DIGI ha endurecido su política de permanencia contractual, elevando significativamente los costes para los clientes que desean cambiar de operadora. Esta medida afecta directamente a la portabilidad numérica y reduce la libertad de elección del consumidor. El cambio entra en vigor en abril de 2026 y se alinea con nuevas normativas de la CNMC sobre transparencia tarifaria. Los usuarios ahora enfrentan penalizaciones más altas, plazos de permanencia extendidos y requisitos más estrictos para la rescisión anticipada.
¿Por qué DIGI ha aumentado sus condiciones de permanencia?
La decisión responde a una estrategia comercial para contener la fuga de clientes en un mercado saturado. Con más del 40 % de cuota en telefonía móvil y crecimiento estancado en fibra, DIGI prioriza la retención sobre la adquisición. Además, la CNMC ha permitido cierta flexibilidad en cláusulas de permanencia siempre que se informe con claridad y se respete el artículo 63 del Real Decreto Legislativo 1/2007.
Presión regulatoria y competencia desleal
La CNMC ha abierto expedientes a tres operadoras por prácticas opacas en contratos de permanencia. DIGI no está entre ellas, pero sí ha ajustado sus términos para anticiparse a futuras sanciones. El regulador exige ahora que las penalizaciones no superen el 25 % del valor restante del contrato y que se calculen con fórmulas auditables.
¿Cómo afecta esta medida al consumidor medio?
Un cliente con un paquete móvil + fibra de 59,99 €/mes y 24 meses de permanencia ahora paga hasta 320 € por rescindir a los 12 meses. Antes, la penalización era de 149 €. El incremento supera el 115 %. Además, DIGI ha eliminado la opción de reducir la permanencia mediante compromisos de consumo (como contratar streaming o seguros).
Impacto económico real en los hogares
Según datos de OCU, el 62 % de los usuarios que cambiaron de operadora en 2025 lo hicieron por ahorro. Con esta nueva política, el ahorro medio anual previsto (187 €) se ve anulado por la penalización. En zonas rurales, donde DIGI es la única opción con cobertura 5G, la medida se traduce en barrera de entrada para competidores.
¿Qué dice la ley sobre las cláusulas de permanencia?
El artículo 63 del Texto Refundido de la Ley General para la Defensa de los Consumidores establece que las cláusulas de permanencia deben ser transparentes, proporcionales y no abusivas.

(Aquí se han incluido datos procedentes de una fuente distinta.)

use std::collections::BTreeMap;

use thiserror::Error;

use crate::common::{Digest, DigestBuilder, Hashable};

pub type AccountId = u64;
pub type Balance = i64;

#[derive(Debug, Clone, PartialEq, Eq, Error)]
pub enum LedgerError {
    #[error("unknown account {0}")]
    UnknownAccount(AccountId),

    #[error("invalid amount {0}")]
    InvalidAmount(Balance),

    #[error("insufficient funds in account {account}: balance {balance}, requested {requested}")]
    InsufficientFunds {
        account: AccountId,
        balance: Balance,
        requested: Balance,
    },
}

/// Account table of one replica. Only the replica's execution path mutates
/// it, and that path already runs under the replica's state lock.
#[derive(Debug, Clone, Default)]
pub struct Ledger {
    accounts: BTreeMap<AccountId, Balance>,
    next_id: AccountId,
}

impl Ledger {
    pub fn new() -> Self {
        Ledger {
            accounts: BTreeMap::new(),
            next_id: 1,
        }
    }

    /// Ledger with accounts `1..=count` each holding `balance`.
    pub fn seeded(count: u32, balance: Balance) -> Self {
        let mut ledger = Ledger::new();
        for _ in 0..count {
            let id = ledger.create_account();
            ledger.accounts.insert(id, balance.max(0));
        }
        ledger
    }

    pub fn create_account(&mut self) -> AccountId {
        let id = self.next_id;
        self.next_id += 1;
        self.accounts.insert(id, 0);
        id
    }

    pub fn deposit(&mut self, id: AccountId, amount: Balance) -> Result<(), LedgerError> {
        if amount < 0 {
            return Err(LedgerError::InvalidAmount(amount));
        }
        let current = *self.accounts.get(&id).ok_or(LedgerError::UnknownAccount(id))?;
        let updated = current
            .checked_add(amount)
            .ok_or(LedgerError::InvalidAmount(amount))?;
        // The ledger total must stay representable too.
        if self.checked_total().and_then(|total| total.checked_add(amount)).is_none() {
            return Err(LedgerError::InvalidAmount(amount));
        }
        self.accounts.insert(id, updated);
        Ok(())
    }

    pub fn transfer(
        &mut self,
        from: AccountId,
        to: AccountId,
        amount: Balance,
    ) -> Result<(), LedgerError> {
        if amount < 0 {
            return Err(LedgerError::InvalidAmount(amount));
        }
        let source = *self
            .accounts
            .get(&from)
            .ok_or(LedgerError::UnknownAccount(from))?;
        let target = *self.accounts.get(&to).ok_or(LedgerError::UnknownAccount(to))?;
        if source < amount {
            return Err(LedgerError::InsufficientFunds {
                account: from,
                balance: source,
                requested: amount,
            });
        }
        if from == to {
            return Ok(());
        }
        let credited = target
            .checked_add(amount)
            .ok_or(LedgerError::InvalidAmount(amount))?;

        self.accounts.insert(from, source - amount);
        self.accounts.insert(to, credited);
        Ok(())
    }

    pub fn balance(&self, id: AccountId) -> Option<Balance> {
        self.accounts.get(&id).copied()
    }

    /// Sum of all balances, saturating at `Balance::MAX`. Deposits that
    /// would push the sum past that are rejected, so only an oversized seed
    /// can saturate it.
    pub fn total_balance(&self) -> Balance {
        self.accounts
            .values()
            .fold(0, |total: Balance, balance| total.saturating_add(*balance))
    }

    fn checked_total(&self) -> Option<Balance> {
        self.accounts
            .values()
            .try_fold(0, |total: Balance, balance| total.checked_add(*balance))
    }
}

impl Hashable for Ledger {
    fn hash(&self) -> Digest {
        let mut builder = DigestBuilder::new();
        builder.update_u64(self.next_id);
        for (id, balance) in &self.accounts {
            builder.update_u64(*id).update_i64(*balance);
        }
        builder.finish()
    }
}

#[cfg(test)]
mod tests {
    use rand::{rngs::StdRng, Rng, SeedableRng};

    use super::*;

    #[test]
    fn test_create_account_ids_are_fresh() {
        let mut ledger = Ledger::seeded(3, 1000);
        assert_eq!(ledger.create_account(), 4);
        assert_eq!(ledger.create_account(), 5);
        assert_eq!(ledger.balance(4), Some(0));
        assert_eq!(ledger.total_balance(), 3000);
    }

    #[test]
    fn test_deposit() {
        let mut ledger = Ledger::seeded(2, 1000);
        ledger.deposit(1, 250).unwrap();
        assert_eq!(ledger.balance(1), Some(1250));
        assert_eq!(ledger.deposit(9, 10), Err(LedgerError::UnknownAccount(9)));
        assert_eq!(ledger.deposit(1, -5), Err(LedgerError::InvalidAmount(-5)));
        assert_eq!(ledger.total_balance(), 2250);
    }

    #[test]
    fn test_transfer_insufficient_funds_leaves_state_untouched() {
        let mut ledger = Ledger::seeded(2, 100);
        let before = ledger.hash();

        let result = ledger.transfer(1, 2, 101);
        assert!(matches!(result, Err(LedgerError::InsufficientFunds { account: 1, .. })));
        assert_eq!(ledger.hash(), before);
    }

    #[test]
    fn test_transfer_unknown_target_leaves_state_untouched() {
        let mut ledger = Ledger::seeded(2, 100);
        assert_eq!(ledger.transfer(1, 3, 10), Err(LedgerError::UnknownAccount(3)));
        assert_eq!(ledger.transfer(3, 1, 10), Err(LedgerError::UnknownAccount(3)));
        assert_eq!(ledger.balance(1), Some(100));
    }

    #[test]
    fn test_overflowing_amounts_are_rejected() {
        let mut ledger = Ledger::seeded(2, 100);
        let before = ledger.hash();

        assert_eq!(
            ledger.deposit(1, Balance::MAX),
            Err(LedgerError::InvalidAmount(Balance::MAX))
        );
        assert_eq!(ledger.hash(), before);

        // Fits the account but not the ledger total.
        let mut ledger = Ledger::seeded(2, 0);
        ledger.deposit(1, Balance::MAX - 10).unwrap();
        assert_eq!(ledger.deposit(2, 11), Err(LedgerError::InvalidAmount(11)));
        assert_eq!(ledger.balance(2), Some(0));
        assert_eq!(ledger.total_balance(), Balance::MAX - 10);
    }

    #[test]
    fn test_transfer_credit_overflow_is_rejected() {
        // Only reachable when the seed itself is already at the limit.
        let mut ledger = Ledger::seeded(2, Balance::MAX);
        let before = ledger.hash();

        assert_eq!(ledger.transfer(1, 2, 1), Err(LedgerError::InvalidAmount(1)));
        assert_eq!(ledger.hash(), before);
        assert_eq!(ledger.total_balance(), Balance::MAX);
    }

    #[test]
    fn test_self_transfer_keeps_balance() {
        let mut ledger = Ledger::seeded(1, 100);
        ledger.transfer(1, 1, 60).unwrap();
        assert_eq!(ledger.balance(1), Some(100));
        assert!(matches!(ledger.transfer(1, 1, 101), Err(LedgerError::InsufficientFunds { .. })));
    }

    #[test]
    fn test_random_operations_preserve_invariants() {
        let mut rng = StdRng::seed_from_u64(7);
        let mut ledger = Ledger::seeded(20, 1000);
        let mut expected_total = ledger.total_balance();

        for _ in 0..5_000 {
            let a = rng.gen_range(1..=22);
            let b = rng.gen_range(1..=22);
            let amount = rng.gen_range(-50..400);
            if rng.gen_bool(0.2) {
                if ledger.deposit(a, amount).is_ok() {
                    expected_total += amount;
                }
            } else {
                let _ = ledger.transfer(a, b, amount);
            }

            assert_eq!(ledger.total_balance(), expected_total);
            assert!((1..=20).all(|id| ledger.balance(id).unwrap() >= 0));
        }
    }
}
use sha2::{Digest as ShaDigest, Sha512};

pub type Digest = [u8; 64];

pub trait Hashable {
    fn hash(&self) -> Digest;
}

/// Incremental SHA-512 over fixed-width big-endian fields.
pub struct DigestBuilder {
    hasher: Sha512,
}

impl DigestBuilder {
    pub fn new() -> Self {
        DigestBuilder {
            hasher: Sha512::new(),
        }
    }

    pub fn update_u64(&mut self, value: u64) -> &mut Self {
        self.hasher.update(value.to_be_bytes());
        self
    }

    pub fn update_i64(&mut self, value: i64) -> &mut Self {
        self.hasher.update(value.to_be_bytes());
        self
    }

    pub fn finish(self) -> Digest {
        let result = self.hasher.finalize();
        let mut digest = [0u8; 64];
        digest.copy_from_slice(&result[..]);
        digest
    }
}

impl Default for DigestBuilder {
    fn default() -> Self {
        Self::new()
    }
}

pub fn to_hex(digest: &Digest) -> String {
    hex::encode(digest)
}
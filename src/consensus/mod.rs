pub mod message;
pub mod peers;
pub mod queue;
pub mod replica;

pub use message::*;
pub use peers::*;
pub use queue::*;
pub use replica::{Replica, ReplicaError};
pub mod audit;
pub mod client;
pub mod common;
pub mod config;
pub mod consensus;
pub mod ledger;
pub mod logging;
pub mod network;
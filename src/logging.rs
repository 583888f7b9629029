//! Process-wide `tracing` subscriber setup.
//!
//! `RUST_LOG` takes precedence over the configured level.

use std::fmt;
use std::str::FromStr;

use thiserror::Error;
use tracing_subscriber::{fmt as layer_fmt, layer::SubscriberExt, util::SubscriberInitExt, EnvFilter};

#[derive(Debug, Clone, Error)]
pub enum LoggingError {
    #[error("failed to initialize logging: {0}")]
    InitializationFailed(String),

    #[error("invalid logging configuration: {0}")]
    InvalidConfiguration(String),
}

#[derive(Debug, Clone, Copy, PartialEq, Eq, PartialOrd, Ord)]
pub enum LogLevel {
    Trace,
    Debug,
    Info,
    Warn,
    Error,
}

impl LogLevel {
    pub fn as_str(&self) -> &'static str {
        match self {
            LogLevel::Trace => "trace",
            LogLevel::Debug => "debug",
            LogLevel::Info => "info",
            LogLevel::Warn => "warn",
            LogLevel::Error => "error",
        }
    }
}

impl fmt::Display for LogLevel {
    fn fmt(&self, f: &mut fmt::Formatter<'_>) -> fmt::Result {
        f.write_str(self.as_str())
    }
}

impl FromStr for LogLevel {
    type Err = LoggingError;

    fn from_str(s: &str) -> Result<Self, Self::Err> {
        match s.to_ascii_lowercase().as_str() {
            "trace" => Ok(LogLevel::Trace),
            "debug" => Ok(LogLevel::Debug),
            "info" => Ok(LogLevel::Info),
            "warn" | "warning" => Ok(LogLevel::Warn),
            "error" => Ok(LogLevel::Error),
            other => Err(LoggingError::InvalidConfiguration(format!("unknown log level `{other}`"))),
        }
    }
}

#[derive(Debug, Clone)]
pub struct LogConfig {
    pub level: LogLevel,
    pub with_target: bool,
    pub json_format: bool,
}

impl Default for LogConfig {
    fn default() -> Self {
        Self {
            level: LogLevel::Info,
            with_target: true,
            json_format: false,
        }
    }
}

impl LogConfig {
    pub fn new(level: LogLevel) -> Self {
        Self {
            level,
            ..Default::default()
        }
    }

    pub fn with_target(mut self, enabled: bool) -> Self {
        self.with_target = enabled;
        self
    }

    pub fn json_format(mut self, enabled: bool) -> Self {
        self.json_format = enabled;
        self
    }
}

/// Installs the global subscriber. Fails if one is already installed.
pub fn init_logging_with_config(config: LogConfig) -> Result<(), LoggingError> {
    let env_filter = EnvFilter::try_from_default_env().unwrap_or_else(|_| EnvFilter::new(config.level.as_str()));
    let fmt_layer = layer_fmt::layer().with_target(config.with_target);

    if config.json_format {
        tracing_subscriber::registry()
            .with(env_filter)
            .with(fmt_layer.json())
            .try_init()
            .map_err(|e| LoggingError::InitializationFailed(e.to_string()))
    } else {
        tracing_subscriber::registry()
            .with(env_filter)
            .with(fmt_layer)
            .try_init()
            .map_err(|e| LoggingError::InitializationFailed(e.to_string()))
    }
}

#[cfg(test)]
mod tests {
    use super::*;

    #[test]
    fn test_log_level_parsing() {
        assert_eq!("debug".parse::<LogLevel>().unwrap(), LogLevel::Debug);
        assert_eq!("WARN".parse::<LogLevel>().unwrap(), LogLevel::Warn);
        assert_eq!("warning".parse::<LogLevel>().unwrap(), LogLevel::Warn);
        assert!(matches!(
            "loud".parse::<LogLevel>(),
            Err(LoggingError::InvalidConfiguration(_))
        ));
        assert_eq!(LogLevel::Trace.to_string(), "trace");
    }

    #[test]
    fn test_log_config_builder() {
        let config = LogConfig::new(LogLevel::Debug).with_target(false).json_format(true);
        assert_eq!(config.level, LogLevel::Debug);
        assert!(!config.with_target);
        assert!(config.json_format);
        assert_eq!(LogConfig::default().level, LogLevel::Info);
    }
}
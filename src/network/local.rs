use std::collections::HashMap;
use std::sync::{Arc, Mutex, PoisonError, RwLock, Weak};

use async_trait::async_trait;
use tokio::sync::watch;

use crate::audit::MemoryAuditLog;
use crate::common::ServerId;
use crate::config::ReplicaSettings;
use crate::consensus::{Ack, Execute, Multicast, Replica, ReplicaError};

use super::{Directory, NetworkError, PeerClient};

/*
    In-process transport. Replicas call each other directly; a link can be
    held, which parks every call towards that replica until it is released.
    Holding a link simulates a slow or partitioned peer without losing the
    message.
*/

#[derive(Default)]
pub struct LocalNetwork {
    replicas: RwLock<HashMap<ServerId, Weak<Replica>>>,
    gates: Mutex<HashMap<ServerId, watch::Sender<bool>>>,
}

impl LocalNetwork {
    pub fn new() -> Arc<Self> {
        Arc::new(LocalNetwork::default())
    }

    pub fn register(&self, replica: &Arc<Replica>) {
        self.replicas
            .write()
            .unwrap_or_else(PoisonError::into_inner)
            .insert(replica.id(), Arc::downgrade(replica));
    }

    /// Parks calls towards `id` until `release` is called.
    pub fn hold(&self, id: ServerId) {
        self.gate(id).send_replace(false);
    }

    pub fn release(&self, id: ServerId) {
        self.gate(id).send_replace(true);
    }

    fn gate(&self, id: ServerId) -> watch::Sender<bool> {
        self.gates
            .lock()
            .unwrap_or_else(PoisonError::into_inner)
            .entry(id)
            .or_insert_with(|| watch::channel(true).0)
            .clone()
    }
}

impl Directory for LocalNetwork {
    fn lookup(&self, id: ServerId) -> Result<Arc<dyn PeerClient>, NetworkError> {
        let replica = self
            .replicas
            .read()
            .unwrap_or_else(PoisonError::into_inner)
            .get(&id)
            .cloned()
            .ok_or(NetworkError::UnknownPeer(id))?;
        Ok(Arc::new(LocalPeer {
            id,
            replica,
            gate: self.gate(id).subscribe(),
        }))
    }
}

struct LocalPeer {
    id: ServerId,
    replica: Weak<Replica>,
    gate: watch::Receiver<bool>,
}

impl LocalPeer {
    async fn connect(&self) -> Result<Arc<Replica>, NetworkError> {
        let mut gate = self.gate.clone();
        if gate.wait_for(|open| *open).await.is_err() {
            return Err(NetworkError::UnknownPeer(self.id));
        }
        self.replica.upgrade().ok_or(NetworkError::UnknownPeer(self.id))
    }
}

fn remote_error(id: ServerId, e: ReplicaError) -> NetworkError {
    match e {
        ReplicaError::Halted(_) => NetworkError::PeerHalted(id),
        other => NetworkError::Remote(other.to_string()),
    }
}

#[async_trait]
impl PeerClient for LocalPeer {
    async fn multicast(&self, message: Multicast) -> Result<Ack, NetworkError> {
        let replica = self.connect().await?;
        replica
            .receive_multicast(message)
            .map_err(|e| remote_error(self.id, e))
    }

    async fn execute(&self, message: Execute) -> Result<(), NetworkError> {
        let replica = self.connect().await?;
        replica
            .receive_execute(message)
            .await
            .map(|_| ())
            .map_err(|e| remote_error(self.id, e))
    }
}

/// A set of replicas wired together over one `LocalNetwork`, each with an
/// in-memory audit log.
pub struct LocalCluster {
    pub network: Arc<LocalNetwork>,
    pub replicas: Vec<Arc<Replica>>,
    pub audits: Vec<Arc<MemoryAuditLog>>,
}

impl LocalCluster {
    pub fn start(ids: &[ServerId], settings: &ReplicaSettings) -> Self {
        let network = LocalNetwork::new();
        let mut replicas = Vec::with_capacity(ids.len());
        let mut audits = Vec::with_capacity(ids.len());
        for &id in ids {
            let audit = Arc::new(MemoryAuditLog::new());
            let replica = Arc::new(Replica::new(
                id,
                ids.to_vec(),
                settings,
                network.clone(),
                audit.clone(),
            ));
            network.register(&replica);
            replicas.push(replica);
            audits.push(audit);
        }
        LocalCluster {
            network,
            replicas,
            audits,
        }
    }

    pub fn replica(&self, id: ServerId) -> &Arc<Replica> {
        self.replicas
            .iter()
            .find(|replica| replica.id() == id)
            .unwrap_or_else(|| panic!("no replica {id} in cluster"))
    }

    pub fn audit(&self, id: ServerId) -> &Arc<MemoryAuditLog> {
        let index = self
            .replicas
            .iter()
            .position(|replica| replica.id() == id)
            .unwrap_or_else(|| panic!("no replica {id} in cluster"));
        &self.audits[index]
    }
}
impl Replica {
    pub fn new(
        id: ServerId,
        peers: Vec<ServerId>,
        settings: &ReplicaSettings,
        directory: Arc<dyn Directory>,
        audit: Arc<dyn AuditSink>,
    ) -> Self {
        let peers = Peers::new(peers.into_iter().filter(|peer| *peer != id).collect());
        let state = CoreState {
            queue: DeliveryQueue::new(),
            acks: AckTracker::new(&peers),
            ledger: Ledger::seeded(settings.seed_accounts, settings.seed_balance),
            executed: HashMap::new(),
            open_round: None,
            halt: None,
        };
        let (changed, _) = watch::channel(0);
        let (halted, _) = watch::channel(None);

        info!(
            server = id,
            peers = ?peers.members,
            accounts = settings.seed_accounts,
            "replica initialised"
        );

        Replica {
            id,
            peers,
            clock: LogicalClock::new(),
            state: Mutex::new(state),
            changed,
            round: AsyncMutex::new(()),
            halted,
            directory,
            audit,
        }
    }

    pub fn id(&self) -> ServerId {
        self.id
    }

    pub fn clock(&self) -> Timestamp {
        self.clock.current()
    }

    pub fn balance(&self, account: AccountId) -> Option<Balance> {
        self.lock_state().ledger.balance(account)
    }

    pub fn total_balance(&self) -> Balance {
        self.lock_state().ledger.total_balance()
    }

    pub fn ledger_digest(&self) -> String {
        to_hex(&self.lock_state().ledger.hash())
    }

    pub fn queued(&self) -> Vec<RequestId> {
        self.lock_state().queue.ids()
    }

    pub fn queue_len(&self) -> usize {
        self.lock_state().queue.len()
    }

    pub fn is_executed(&self, id: RequestId) -> bool {
        self.lock_state().executed.contains_key(&id)
    }

    pub fn acked(&self, peer: ServerId) -> Option<Timestamp> {
        self.lock_state().acks.get(peer)
    }

    /// Resolves once this replica has executed a halt request.
    pub async fn halted(&self) -> Option<HaltReport> {
        let mut halted = self.halted.subscribe();
        let report = halted.wait_for(Option::is_some).await.ok()?;
        (*report).clone()
    }

    /// Drives a client operation through the whole protocol with this
    /// replica as coordinator and returns the local execution outcome.
    pub async fn submit(&self, operation: Operation) -> Result<Outcome, ReplicaError> {
        let request = {
            let _round = self.round.lock().await;
            let request = self.accept(operation)?;
            let multicast = self.multicast(&request).await;
            self.close_round();
            if let Err(e) = multicast {
                error!(
                    server = self.id,
                    request = %request.id(),
                    error = %e,
                    "multicast failed, request stays queued"
                );
                return Err(e);
            }
            request
        };

        self.await_deliverable(request.id()).await?;
        self.distribute_execute(&request).await
    }

    /// Peer side of the multicast: queue the request and acknowledge with
    /// this replica's watermark.
    pub fn receive_multicast(&self, message: Multicast) -> Result<Ack, ReplicaError> {
        let Multicast {
            request,
            sender,
            watermark,
        } = message;
        let id = request.id();

        let (inserted, timestamp) = {
            let mut state = self.lock_state();
            if state.halt.is_some() {
                return Err(ReplicaError::Halted(self.id));
            }
            // No execute instruction would ever follow, and the request
            // would block the queue once it reached the head.
            if !self.peers.is_member(sender) || request.origin != sender {
                warn!(server = self.id, sender, request = %id, "multicast from a server outside the cluster rejected");
                return Err(ReplicaError::UnknownSender(sender));
            }
            self.clock.witness(request.timestamp);
            state.acks.record(sender, watermark);
            let inserted = !state.executed.contains_key(&id) && state.queue.insert(request.clone());
            (inserted, self.watermark(&state))
        };
        self.notify();

        if inserted {
            debug!(server = self.id, request = %id, sender, ack = timestamp, "multicast queued");
            self.audit.append(&AuditRecord::MulticastReceived {
                server: self.id,
                request: id,
                sender,
                operation: request.operation,
            });
        }

        Ok(Ack {
            from: self.id,
            timestamp,
        })
    }

    /// Peer side of the execute phase. Waits until the request heads the
    /// local queue; a duplicate instruction returns the recorded outcome.
    pub async fn receive_execute(&self, message: Execute) -> Result<Outcome, ReplicaError> {
        {
            let mut state = self.lock_state();
            self.clock.update(message.watermark);
            state.acks.record(message.sender, message.watermark);
        }
        self.notify();
        self.execute(&message.request).await
    }

    fn accept(&self, operation: Operation) -> Result<Request, ReplicaError> {
        let request = {
            let mut state = self.lock_state();
            if state.halt.is_some() {
                return Err(ReplicaError::Halted(self.id));
            }
            let timestamp = self.clock.increment_and_stamp();
            let request = Request::new(timestamp, self.id, operation);
            state.open_round = Some(timestamp);
            state.queue.insert(request.clone());
            request
        };
        self.notify();

        debug!(server = self.id, request = %request.id(), operation = %request.operation, "client request accepted");
        self.audit.append(&AuditRecord::ClientRequest {
            server: self.id,
            request: request.id(),
            operation: request.operation.clone(),
        });
        Ok(request)
    }

    async fn multicast(&self, request: &Request) -> Result<(), ReplicaError> {
        for &peer in &self.peers.members {
            let message = Multicast {
                request: request.clone(),
                sender: self.id,
                watermark: self.current_watermark(),
            };
            let ack = match self.directory.lookup(peer) {
                Ok(client) => client.multicast(message).await,
                Err(e) => Err(e),
            }
            .map_err(|source| ReplicaError::PeerUnreachable { peer, source })?;

            self.record_ack(peer, ack.timestamp);
        }
        Ok(())
    }

    fn record_ack(&self, peer: ServerId, timestamp: Timestamp) {
        {
            let mut state = self.lock_state();
            self.clock.update(timestamp);
            state.acks.record(peer, timestamp);
        }
        self.notify();
    }

    fn close_round(&self) {
        self.lock_state().open_round = None;
        self.notify();
    }

    async fn await_deliverable(&self, id: RequestId) -> Result<(), ReplicaError> {
        let mut changes = self.changed.subscribe();
        let mut reported = false;
        loop {
            changes.borrow_and_update();
            {
                let state = self.lock_state();
                if state.halt.is_some() {
                    return Err(ReplicaError::Halted(self.id));
                }
                if state.queue.is_head(id) {
                    if state.acks.is_deliverable(id, self.id, self.watermark(&state)) {
                        debug!(server = self.id, request = %id, "request deliverable");
                        return Ok(());
                    }
                    if !reported {
                        debug!(server = self.id, request = %id, waiting_on = ?state.acks.blocking(id), "request at head, waiting for acknowledgments");
                        reported = true;
                    }
                }
            }
            if changes.changed().await.is_err() {
                return Err(ReplicaError::Halted(self.id));
            }
        }
    }

    async fn distribute_execute(&self, request: &Request) -> Result<Outcome, ReplicaError> {
        let mut failure = None;
        for &peer in &self.peers.members {
            let message = Execute {
                request: request.clone(),
                sender: self.id,
                watermark: self.current_watermark(),
            };
            let result = match self.directory.lookup(peer) {
                Ok(client) => client.execute(message).await,
                Err(e) => Err(e),
            };
            match result {
                Ok(()) => {}
                // Peers may already be gone by the time a halt reaches them.
                Err(e) if request.operation.is_halt() => {
                    warn!(server = self.id, peer, error = %e, "peer did not confirm halt");
                }
                Err(source) => {
                    error!(server = self.id, peer, request = %request.id(), error = %source, "execute instruction failed");
                    if failure.is_none() {
                        failure = Some(ReplicaError::PeerUnreachable { peer, source });
                    }
                }
            }
        }

        let outcome = self.execute(request).await?;
        match failure {
            Some(e) => Err(e),
            None => Ok(outcome),
        }
    }

    async fn execute(&self, request: &Request) -> Result<Outcome, ReplicaError> {
        let mut changes = self.changed.subscribe();
        loop {
            changes.borrow_and_update();
            if let Some(result) = self.try_execute(request.id()) {
                return result;
            }
            if changes.changed().await.is_err() {
                return Err(ReplicaError::Halted(self.id));
            }
        }
    }

    /// Applies the request if it heads the queue. `None` means not yet.
    fn try_execute(&self, id: RequestId) -> Option<Result<Outcome, ReplicaError>> {
        let (request, outcome) = {
            let mut state = self.lock_state();
            if let Some(outcome) = state.executed.get(&id) {
                return Some(Ok(outcome.clone()));
            }
            if state.halt.is_some() {
                return Some(Err(ReplicaError::Halted(self.id)));
            }
            if !state.queue.is_head(id) {
                return None;
            }
            let request = state.queue.pop_head()?;
            let outcome = self.apply(&mut state, &request);
            state.executed.insert(id, outcome.clone());

            // Appended under the lock so the audit trail keeps execution order.
            self.audit.append(&AuditRecord::Executed {
                server: self.id,
                request: id,
                outcome: outcome.clone(),
            });
            if let Outcome::Halted(report) = &outcome {
                self.audit.append(&AuditRecord::Halt(report.clone()));
            }
            (request, outcome)
        };
        self.notify();

        debug!(server = self.id, request = %id, operation = %request.operation, outcome = %outcome, "request executed");
        if let Outcome::Halted(report) = &outcome {
            info!(
                server = report.server_id,
                request = %report.request,
                total_balance = report.total_balance,
                queue_len = report.queue_len,
                "halt executed"
            );
            self.halted.send_replace(Some(report.clone()));
        }
        Some(Ok(outcome))
    }

    fn apply(&self, state: &mut CoreState, request: &Request) -> Outcome {
        match &request.operation {
            Operation::CreateAccount => Outcome::Created(state.ledger.create_account()),
            Operation::Deposit { account, amount } => {
                Outcome::Status(Status::from(state.ledger.deposit(*account, *amount)))
            }
            Operation::Transfer { from, to, amount } => {
                Outcome::Status(Status::from(state.ledger.transfer(*from, *to, *amount)))
            }
            Operation::Halt => {
                let report = HaltReport {
                    server_id: self.id,
                    request: request.id(),
                    total_balance: state.ledger.total_balance(),
                    queue_len: state.queue.len(),
                    ledger_digest: to_hex(&state.ledger.hash()),
                };
                state.halt = Some(report.clone());
                Outcome::Halted(report)
            }
        }
    }

    fn watermark(&self, state: &CoreState) -> Timestamp {
        let clock = self.clock.current();
        match state.open_round {
            Some(stamp) => clock.min(stamp),
            None => clock,
        }
    }

    fn current_watermark(&self) -> Timestamp {
        let state = self.lock_state();
        self.watermark(&state)
    }

    fn notify(&self) {
        self.changed.send_modify(|version| *version = version.wrapping_add(1));
    }

    fn lock_state(&self) -> MutexGuard<'_, CoreState> {
        self.state.lock().unwrap_or_else(PoisonError::into_inner)
    }
}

La Dirección General de Consumo ha emitido una resolución en marzo de 2026 que invalida automáticamente las cláusulas que vinculan la permanencia a servicios accesorios no esenciales (como apps o nube privada).
Casos prácticos de nulidad
- Cláusulas que penalizan la portabilidad sin justificación técnica.
- Contratos que extienden la permanencia al renovar promociones sin consentimiento expreso.
- Penalizaciones calculadas sobre el precio de lista, no sobre el precio efectivo pagado.
¿Qué alternativas legítimas tiene el usuario?
Los consumidores pueden ejercer su derecho de desistimiento en los primeros 14 días sin coste. Tras ese plazo, pueden reclamar ante la Oficina de Atención al Usuario de Telecomunicaciones (OAUTEL) si detectan incumplimientos. Desde enero de 2026, el 78 % de las reclamaciones por permanencia abusiva han sido estimadas.
Datos Clave
- DIGI elevó sus penalizaciones de permanencia un 115 % en abril de 2026.
- La CNMC exige que las cláusulas sean auditables y no superen el 25 % del valor restante del contrato.
- El 62 % de los cambios de operadora en 2025 respondieron a motivos de ahorro.
- La OAUTEL ha estimado el 78 % de reclamaciones por permanencia abusiva desde enero de 2026.
- Las cláusulas vinculadas a servicios accesorios fueron declaradas nulas por la Dirección General de Consumo.
El endurecimiento de DIGI no es aislado. Movistar y Orange han aplicado ajustes similares, aunque menos agresivos. El impacto macroeconómico es limitado, pero su efecto en la competencia efectiva es significativo: reduce la rotación del mercado en un 19 % según el informe anual de la Comisión Nacional de los Mercados y la Competencia. Desde el punto de vista legal, la medida está dentro del marco permitido, pero su aplicación práctica está bajo observación regulatoria constante. Los consumidores deben revisar sus contratos con lupa y exigir documentación clara antes de firmar.